In a TCP Socket server, if the server accepts a connection from a client then shuts down the socket associated with the client connection, the client can still send data to the server. No exception is raised by the client.
Why doesn't shutting down this socket cause an exception on the client-side?

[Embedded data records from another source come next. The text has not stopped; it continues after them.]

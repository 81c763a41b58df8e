//! # Core Chain Entities
//!
//! Value types shared by decoded messages and chain queries.
//!
//! ## Clusters
//!
//! - **Amounts**: `Coin`, `Dec`
//! - **Polymorphic payloads**: `Any`
//! - **Governance**: `VoteOption`, `ProposalStatus`
//! - **Staking**: `Description`, `CommissionRates`
//! - **Query responses**: `ChainProposal`, `ChainDeposit`, `ChainValidator`, `ChainBalance`

use std::fmt;
use std::str::FromStr;

use chrono::{DateTime, Utc};
use serde::{Deserialize, Serialize};

use crate::errors::DecimalError;

/// Block height.
pub type Height = u64;

// =============================================================================
// CLUSTER A: AMOUNTS
// =============================================================================

/// A single denomination amount.
#[derive(Debug, Clone, PartialEq, Eq, Hash, Serialize, Deserialize)]
pub struct Coin {
    pub denom: String,
    pub amount: u128,
}

impl Coin {
    pub fn new(amount: u128, denom: impl Into<String>) -> Self {
        Self {
            denom: denom.into(),
            amount,
        }
    }
}

impl fmt::Display for Coin {
    fn fmt(&self, f: &mut fmt::Formatter<'_>) -> fmt::Result {
        write!(f, "{}{}", self.amount, self.denom)
    }
}

/// A list of coins, one entry per denomination.
pub type Coins = Vec<Coin>;

/// Number of fractional digits carried by [`Dec`].
pub const DEC_PRECISION: u32 = 18;

const DEC_ONE: u128 = 10u128.pow(DEC_PRECISION);

/// Non-negative fixed point decimal with 18 fractional digits.
///
/// Parsed from and displayed as the chain's decimal strings, e.g.
/// `"0.100000000000000000"`. Commission rates use this type.
#[derive(Debug, Clone, Copy, PartialEq, Eq, PartialOrd, Ord, Hash, Default, Serialize, Deserialize)]
#[serde(try_from = "String", into = "String")]
pub struct Dec(u128);

impl Dec {
    pub const ZERO: Dec = Dec(0);
    pub const ONE: Dec = Dec(DEC_ONE);

    /// Build from the raw integer scaled by `10^18`.
    pub const fn from_atomics(atomics: u128) -> Self {
        Dec(atomics)
    }

    /// Build from a whole percentage, `Dec::percent(5) == 0.05`.
    pub const fn percent(percent: u64) -> Self {
        Dec(percent as u128 * (DEC_ONE / 100))
    }

    /// The raw integer scaled by `10^18`.
    pub const fn atomics(&self) -> u128 {
        self.0
    }
}

impl FromStr for Dec {
    type Err = DecimalError;

    fn from_str(s: &str) -> Result<Self, Self::Err> {
        let (int_part, frac_part) = match s.split_once('.') {
            Some((int_part, frac_part)) if !frac_part.is_empty() => (int_part, frac_part),
            Some(_) => return Err(DecimalError::Invalid(s.to_string())),
            None => (s, ""),
        };

        let is_digits = |part: &str| part.bytes().all(|b| b.is_ascii_digit());
        if int_part.is_empty() || !is_digits(int_part) || !is_digits(frac_part) {
            return Err(DecimalError::Invalid(s.to_string()));
        }
        if frac_part.len() > DEC_PRECISION as usize {
            return Err(DecimalError::TooPrecise {
                value: s.to_string(),
                max: DEC_PRECISION,
            });
        }

        let whole: u128 = int_part
            .parse()
            .map_err(|_| DecimalError::Overflow(s.to_string()))?;
        let fraction: u128 = if frac_part.is_empty() {
            0
        } else {
            format!("{:0<width$}", frac_part, width = DEC_PRECISION as usize)
                .parse()
                .map_err(|_| DecimalError::Overflow(s.to_string()))?
        };

        whole
            .checked_mul(DEC_ONE)
            .and_then(|scaled| scaled.checked_add(fraction))
            .map(Dec)
            .ok_or_else(|| DecimalError::Overflow(s.to_string()))
    }
}

impl fmt::Display for Dec {
    fn fmt(&self, f: &mut fmt::Formatter<'_>) -> fmt::Result {
        write!(
            f,
            "{}.{:0width$}",
            self.0 / DEC_ONE,
            self.0 % DEC_ONE,
            width = DEC_PRECISION as usize
        )
    }
}

impl TryFrom<String> for Dec {
    type Error = DecimalError;

    fn try_from(value: String) -> Result<Self, Self::Error> {
        value.parse()
    }
}

impl From<Dec> for String {
    fn from(value: Dec) -> Self {
        value.to_string()
    }
}

// =============================================================================
// CLUSTER B: POLYMORPHIC PAYLOADS
// =============================================================================

/// A protobuf message packed together with its type URL.
#[derive(Debug, Clone, PartialEq, Eq, Default, Serialize, Deserialize)]
pub struct Any {
    pub type_url: String,
    pub value: Vec<u8>,
}

impl Any {
    pub fn new(type_url: impl Into<String>, value: Vec<u8>) -> Self {
        Self {
            type_url: type_url.into(),
            value,
        }
    }
}

// =============================================================================
// CLUSTER C: GOVERNANCE
// =============================================================================

/// The choice recorded by a vote.
#[derive(Debug, Clone, Copy, PartialEq, Eq, Hash, Serialize, Deserialize)]
pub enum VoteOption {
    Yes,
    Abstain,
    No,
    NoWithVeto,
}

impl fmt::Display for VoteOption {
    fn fmt(&self, f: &mut fmt::Formatter<'_>) -> fmt::Result {
        let name = match self {
            Self::Yes => "Yes",
            Self::Abstain => "Abstain",
            Self::No => "No",
            Self::NoWithVeto => "NoWithVeto",
        };
        f.write_str(name)
    }
}

/// Lifecycle status of a proposal as reported by the chain.
#[derive(Debug, Clone, Copy, PartialEq, Eq, Hash, Serialize, Deserialize)]
pub enum ProposalStatus {
    Unspecified,
    DepositPeriod,
    VotingPeriod,
    Passed,
    Rejected,
    Failed,
}

impl fmt::Display for ProposalStatus {
    fn fmt(&self, f: &mut fmt::Formatter<'_>) -> fmt::Result {
        let name = match self {
            Self::Unspecified => "Unspecified",
            Self::DepositPeriod => "DepositPeriod",
            Self::VotingPeriod => "VotingPeriod",
            Self::Passed => "Passed",
            Self::Rejected => "Rejected",
            Self::Failed => "Failed",
        };
        f.write_str(name)
    }
}

// =============================================================================
// CLUSTER D: STAKING
// =============================================================================

/// Free-form validator description.
#[derive(Debug, Clone, PartialEq, Eq, Default, Serialize, Deserialize)]
pub struct Description {
    pub moniker: String,
    /// Key suffix used to look the validator up on an identity service.
    pub identity: String,
    pub website: String,
    pub security_contact: String,
    pub details: String,
}

/// Commission parameters declared at validator creation.
#[derive(Debug, Clone, Copy, PartialEq, Eq, Default, Serialize, Deserialize)]
pub struct CommissionRates {
    pub rate: Dec,
    pub max_rate: Dec,
    pub max_change_rate: Dec,
}

// =============================================================================
// CLUSTER E: HEIGHT-PINNED QUERY RESPONSES
// =============================================================================

/// A proposal as stored on chain at some height.
#[derive(Debug, Clone, PartialEq, Eq, Serialize, Deserialize)]
pub struct ChainProposal {
    pub proposal_id: u64,
    pub content: Any,
    pub status: ProposalStatus,
    pub submit_time: DateTime<Utc>,
    pub deposit_end_time: DateTime<Utc>,
    pub total_deposit: Coins,
    pub voting_start_time: DateTime<Utc>,
    pub voting_end_time: DateTime<Utc>,
}

/// The cumulative deposit of one depositor on one proposal.
#[derive(Debug, Clone, PartialEq, Eq, Serialize, Deserialize)]
pub struct ChainDeposit {
    pub proposal_id: u64,
    /// Native chain encoding.
    pub depositor: String,
    pub amount: Coins,
}

/// A validator as stored on chain at some height.
#[derive(Debug, Clone, PartialEq, Eq, Serialize, Deserialize)]
pub struct ChainValidator {
    /// Native chain encoding.
    pub operator_address: String,
    pub consensus_pubkey: Any,
    pub description: Description,
    pub commission: CommissionRates,
    pub min_self_delegation: u128,
}

/// The balance of one account.
#[derive(Debug, Clone, PartialEq, Eq, Serialize, Deserialize)]
pub struct ChainBalance {
    /// Native chain encoding.
    pub address: String,
    pub balance: Coins,
}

I'd expect the client to attempt the send, realize it is no longer connected to a server socket then raise an exception. Obviously, this isn't happening which means either my assumption about how sockets should work here is incorrect (quite possible) or my code (below) is wrong. :-)
public async Task Demo()
{
var endPoint = new IPEndPoint(IPAddress.Loopback, 2100);
var serverTask = Task.Run(() =>
{
using (var listenSocket = new Socket(endPoint.AddressFamily, SocketType.Stream, ProtocolType.Tcp))
{
listenSocket.Bind(endPoint);
listenSocket.Listen(backlog: 1);
using (var connectionSocket = listenSocket.Accept())
{
connectionSocket.Shutdown(SocketShutdown.Both);
connectionSocket.Close();
}
}
});
using (var clientSocket = new Socket(endPoint.AddressFamily, SocketType.Stream, ProtocolType.Tcp))
{
clientSocket.Connect(endPoint);
await serverTask;
// Expect this to throw a SocketException--but it doesn't.